As such, political parties generally shape their policies to capture the votes of this group, while ensuring that their proposals also cater to the needs of firms. In democratic societies without racial tensions, decisions are generally made based on the offerings and success or failure of the policies of the contesting political parties.
In Guyana, where racial tensions generally dominate decision-making, Guyanese have in the past been forced to choose among political parties whose socialist-based policies ultimately result in increased hardships for workers, and secondly have been encouraged to vote on racial lines, a practice I refer to as tribal politics.
Worse than this is that our political parties also engage in tribal economics, or the embrace of policies which favor a particular ethnic group. Naturally, Guyanese whose ethnic political party is not in power generally face marginalization, which results in more acute depression in welfare compared with the general population. Both Indian and African Guyanese generally, and specific communities, can attest to this experience.

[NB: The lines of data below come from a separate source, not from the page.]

#![forbid(unsafe_code)]

//! A source-vocabulary-agnostic facade over annotated knowledge-graph
//! documents: a `Document` holds `Node`s indexed by `@id`; each `Node`
//! holds properties that are either bare values or `AnnotatedValue`s
//! carrying confidence/provenance/temporal metadata.
//!
//! Downstream crates (merge, temporal, inference) walk this facade and
//! never see a `@`-prefixed string outside of (de)serialization — the
//! annotation vocabulary is named generically via [`AnnotationKey`].

use std::collections::BTreeMap;

use ca_types::Opinion;
use serde::{Deserialize, Serialize};
use thiserror::Error;

#[derive(Debug, Error, Clone, PartialEq)]
pub enum FacadeError {
    #[error("node {node_id:?} has no property named {property:?}")]
    PropertyNotFound { node_id: Option<String>, property: String },
    #[error("node id {0:?} is not present in the document")]
    NodeNotFound(String),
    #[error("cannot traverse property {property:?}: value is not a node")]
    NotTraversable { property: String },
}

/// Generic naming for annotation-vocabulary keys — these never leak as
/// raw `@`-prefixed strings beyond the serde boundary.
#[derive(Debug, Clone, Copy, PartialEq, Eq, Hash)]
pub enum AnnotationKey {
    Confidence,
    Source,
    ExtractedAt,
    Method,
    HumanVerified,
    DerivedFrom,
    ValidFrom,
    ValidUntil,
    AsOf,
    PersonalDataCategory,
    LegalBasis,
    ProcessingPurpose,
    DataController,
    DataProcessor,
    DataSubject,
    RetentionUntil,
    Jurisdiction,
    AccessLevel,
    Consent,
    ErasureRequested,
    ErasureRequestedAt,
    RestrictProcessing,
    RestrictionReason,
}

/// A leaf value carrying the jsonld-ex annotation vocabulary.
#[derive(Debug, Clone, Default, PartialEq, Serialize, Deserialize)]
pub struct AnnotatedValue {
    #[serde(rename = "@value")]
    pub value: serde_json::Value,

    #[serde(rename = "@confidence", skip_serializing_if = "Option::is_none")]
    pub confidence: Option<f64>,

    #[serde(rename = "@source", skip_serializing_if = "Option::is_none")]
    pub source: Option<String>,

    #[serde(rename = "@extractedAt", skip_serializing_if = "Option::is_none")]
    pub extracted_at: Option<String>,

    #[serde(rename = "@method", skip_serializing_if = "Option::is_none")]
    pub method: Option<String>,

    #[serde(rename = "@humanVerified", skip_serializing_if = "Option::is_none")]
    pub human_verified: Option<bool>,

    #[serde(rename = "@derivedFrom", skip_serializing_if = "Option::is_none")]
    pub derived_from: Option<Vec<serde_json::Value>>,

    #[serde(rename = "@validFrom", skip_serializing_if = "Option::is_none")]
    pub valid_from: Option<String>,

    #[serde(rename = "@validUntil", skip_serializing_if = "Option::is_none")]
    pub valid_until: Option<String>,

    #[serde(rename = "@asOf", skip_serializing_if = "Option::is_none")]
    pub as_of: Option<String>,

    #[serde(rename = "@opinion", skip_serializing_if = "Option::is_none")]
    pub opinion: Option<Opinion>,

    #[serde(rename = "@personalDataCategory", skip_serializing_if = "Option::is_none")]
    pub personal_data_category: Option<String>,

    #[serde(rename = "@legalBasis", skip_serializing_if = "Option::is_none")]
    pub legal_basis: Option<String>,

    #[serde(rename = "@processingPurpose", skip_serializing_if = "Option::is_none")]
    pub processing_purpose: Option<String>,

    #[serde(rename = "@dataController", skip_serializing_if = "Option::is_none")]
    pub data_controller: Option<String>,

    #[serde(rename = "@dataProcessor", skip_serializing_if = "Option::is_none")]
    pub data_processor: Option<String>,

    #[serde(rename = "@dataSubject", skip_serializing_if = "Option::is_none")]
    pub data_subject: Option<String>,

    #[serde(rename = "@retentionUntil", skip_serializing_if = "Option::is_none")]
    pub retention_until: Option<String>,

    #[serde(rename = "@jurisdiction", skip_serializing_if = "Option::is_none")]
    pub jurisdiction: Option<String>,

    #[serde(rename = "@accessLevel", skip_serializing_if = "Option::is_none")]
    pub access_level: Option<String>,

    #[serde(rename = "@consent", skip_serializing_if = "Option::is_none")]
    pub consent: Option<String>,

    #[serde(rename = "@erasureRequested", skip_serializing_if = "Option::is_none")]
    pub erasure_requested: Option<bool>,

    #[serde(rename = "@erasureRequestedAt", skip_serializing_if = "Option::is_none")]
    pub erasure_requested_at: Option<String>,

    #[serde(rename = "@restrictProcessing", skip_serializing_if = "Option::is_none")]
    pub restrict_processing: Option<bool>,

    #[serde(rename = "@restrictionReason", skip_serializing_if = "Option::is_none")]
    pub restriction_reason: Option<String>,
}

impl AnnotatedValue {
    #[must_use]
    pub fn new(value: serde_json::Value) -> Self {
        Self {
            value,
            ..Self::default()
        }
    }

    #[must_use]
    pub fn with_confidence(mut self, confidence: f64) -> Self {
        self.confidence = Some(confidence);
        self
    }

    #[must_use]
    pub fn get(&self, key: AnnotationKey) -> Option<&str> {
        match key {
            AnnotationKey::Source => self.source.as_deref(),
            AnnotationKey::ExtractedAt => self.extracted_at.as_deref(),
            AnnotationKey::Method => self.method.as_deref(),
            AnnotationKey::ValidFrom => self.valid_from.as_deref(),
            AnnotationKey::ValidUntil => self.valid_until.as_deref(),
            AnnotationKey::AsOf => self.as_of.as_deref(),
            AnnotationKey::PersonalDataCategory => self.personal_data_category.as_deref(),
            AnnotationKey::LegalBasis => self.legal_basis.as_deref(),
            AnnotationKey::ProcessingPurpose => self.processing_purpose.as_deref(),
            AnnotationKey::DataController => self.data_controller.as_deref(),
            AnnotationKey::DataProcessor => self.data_processor.as_deref(),
            AnnotationKey::DataSubject => self.data_subject.as_deref(),
            AnnotationKey::RetentionUntil => self.retention_until.as_deref(),
            AnnotationKey::Jurisdiction => self.jurisdiction.as_deref(),
            AnnotationKey::AccessLevel => self.access_level.as_deref(),
            AnnotationKey::Consent => self.consent.as_deref(),
            AnnotationKey::ErasureRequestedAt => self.erasure_requested_at.as_deref(),
            AnnotationKey::RestrictionReason => self.restriction_reason.as_deref(),
            AnnotationKey::Confidence
            | AnnotationKey::HumanVerified
            | AnnotationKey::DerivedFrom
            | AnnotationKey::ErasureRequested
            | AnnotationKey::RestrictProcessing => None,
        }
    }

    /// Whether an erasure (GDPR Article 17) request is recorded against
    /// this value, regardless of whether it has been acted on yet.
    #[must_use]
    pub fn erasure_requested(&self) -> bool {
        self.erasure_requested.unwrap_or(false)
    }

    /// Whether processing of this value is currently under an Article 18
    /// restriction.
    #[must_use]
    pub fn processing_restricted(&self) -> bool {
        self.restrict_processing.unwrap_or(false)
    }

    /// Whether this value carries any temporal qualifier at all.
    #[must_use]
    pub fn has_temporal_bounds(&self) -> bool {
        self.valid_from.is_some() || self.valid_until.is_some()
    }
}

/// A property value: a bare JSON value, a single annotated value, or a
/// set of either (JSON-LD's implicit array-valued properties).
#[derive(Debug, Clone, PartialEq, Serialize, Deserialize)]
#[serde(untagged)]
pub enum PropertyValue {
    Many(Vec<PropertyValue>),
    Annotated(AnnotatedValue),
    Bare(serde_json::Value),
}

impl PropertyValue {
    /// Strip annotation metadata, returning the bare data value for
    /// agreement/conflict comparison.
    #[must_use]
    pub fn bare(&self) -> serde_json::Value {
        match self {
            PropertyValue::Bare(v) => v.clone(),
            PropertyValue::Annotated(a) => a.value.clone(),
            PropertyValue::Many(items) => {
                serde_json::Value::Array(items.iter().map(PropertyValue::bare).collect())
            }
        }
    }

    #[must_use]
    pub fn confidence(&self) -> Option<f64> {
        match self {
            PropertyValue::Annotated(a) => a.confidence,
            _ => None,
        }
    }

    #[must_use]
    pub fn as_annotated(&self) -> Option<&AnnotatedValue> {
        match self {
            PropertyValue::Annotated(a) => Some(a),
            _ => None,
        }
    }
}

/// A graph node: identity (`@id`/`@type`) plus a property map.
#[derive(Debug, Clone, Default, PartialEq)]
pub struct Node {
    pub id: Option<String>,
    pub types: Vec<String>,
    pub properties: BTreeMap<String, PropertyValue>,
}

impl Node {
    #[must_use]
    pub fn new(id: impl Into<String>) -> Self {
        Self {
            id: Some(id.into()),
            types: Vec::new(),
            properties: BTreeMap::new(),
        }
    }

    pub fn set(&mut self, property: impl Into<String>, value: PropertyValue) {
        self.properties.insert(property.into(), value);
    }

    #[must_use]
    pub fn get(&self, property: &str) -> Option<&PropertyValue> {
        self.properties.get(property)
    }
}

/// A document: an optional `@context` plus a flat `@graph` of nodes.
#[derive(Debug, Clone, Default, PartialEq)]
pub struct Document {
    pub context: Option<serde_json::Value>,
    pub nodes: Vec<Node>,
}

impl Document {
    #[must_use]
    pub fn new() -> Self {
        Self::default()
    }

    pub fn push(&mut self, node: Node) {
        self.nodes.push(node);
    }

    #[must_use]
    pub fn node(&self, id: &str) -> Option<&Node> {
        self.nodes.iter().find(|n| n.id.as_deref() == Some(id))
    }

    pub fn node_mut(&mut self, id: &str) -> Option<&mut Node> {
        self.nodes.iter_mut().find(|n| n.id.as_deref() == Some(id))
    }

    /// Walk every `(node_id, property_key, annotated_value)` triple in
    /// the document, skipping bare (unannotated) properties.
    pub fn walk(&self) -> impl Iterator<Item = (Option<&str>, &str, &AnnotatedValue)> {
        self.nodes.iter().flat_map(|node| {
            node.properties.iter().filter_map(move |(key, value)| {
                value
                    .as_annotated()
                    .map(|annotated| (node.id.as_deref(), key.as_str(), annotated))
            })
        })
    }
}
#![forbid(unsafe_code)]

//! Compliance algebra: a GDPR-grounded reinterpretation of Subjective
//! Logic opinions, where belief/disbelief become lawfulness/violation.
//!
//! Operators model composite compliance across jurisdictions, consent
//! validity, erasure propagation, and the temporal triggers (expiry,
//! review-due, regulatory change, withdrawal) that revise a compliance
//! assessment as facts change.

use std::fmt;

use ca_types::{Opinion, OpinionError};
use thiserror::Error;

#[derive(Debug, Error, Clone, Copy, PartialEq)]
pub enum ComplianceError {
    #[error("{op} requires at least one opinion")]
    EmptyInput { op: &'static str },
    #[error(transparent)]
    Invalid(#[from] OpinionError),
    #[error(transparent)]
    Decay(#[from] ca_decay::DecayError),
}

/// A compliance opinion ω = (l, v, u, a): lawfulness, violation,
/// uncertainty, base rate. A domain re-typing of [`Opinion`] — every
/// standard Subjective Logic operator still applies to its underlying
/// opinion via [`ComplianceOpinion::opinion`].
#[derive(Debug, Clone, Copy)]
pub struct ComplianceOpinion(Opinion);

This has been the unfortunate dilemma of our country after fifty-two years of independence, which has seen Guyanese suffer under the socialist policies of our major political parties and the embrace of race politics. This is what obtains even now, and seems destined to become our future.
I submit that this cannot go on. It is impossible for Guyanese to achieve any significant increase in their welfare and incomes under the politics and policies of these political parties. Guyana has had the benefit of the experience of both developing and developed economies from which to draw in crafting a sound framework to guide our politics and economic policies, upon which we can finally start to move Guyana forward.
This has been crafted by myself, with the benefit of public criticisms, and which I intend to unveil at the upcoming launch of our political party. Interested persons may view them on social media.
Guyanese are encouraged to study our proposals, and make suggestions and recommendations on how they can be improved. As a new political party, we are also looking for Guyanese to take up the challenge of offering a better system of government than what currently obtains under the PPP and PNC-led coalition.
What we cannot, must not allow, is to have the politics and policies which have failed us in the past, dominate our future. Because failure is not an option.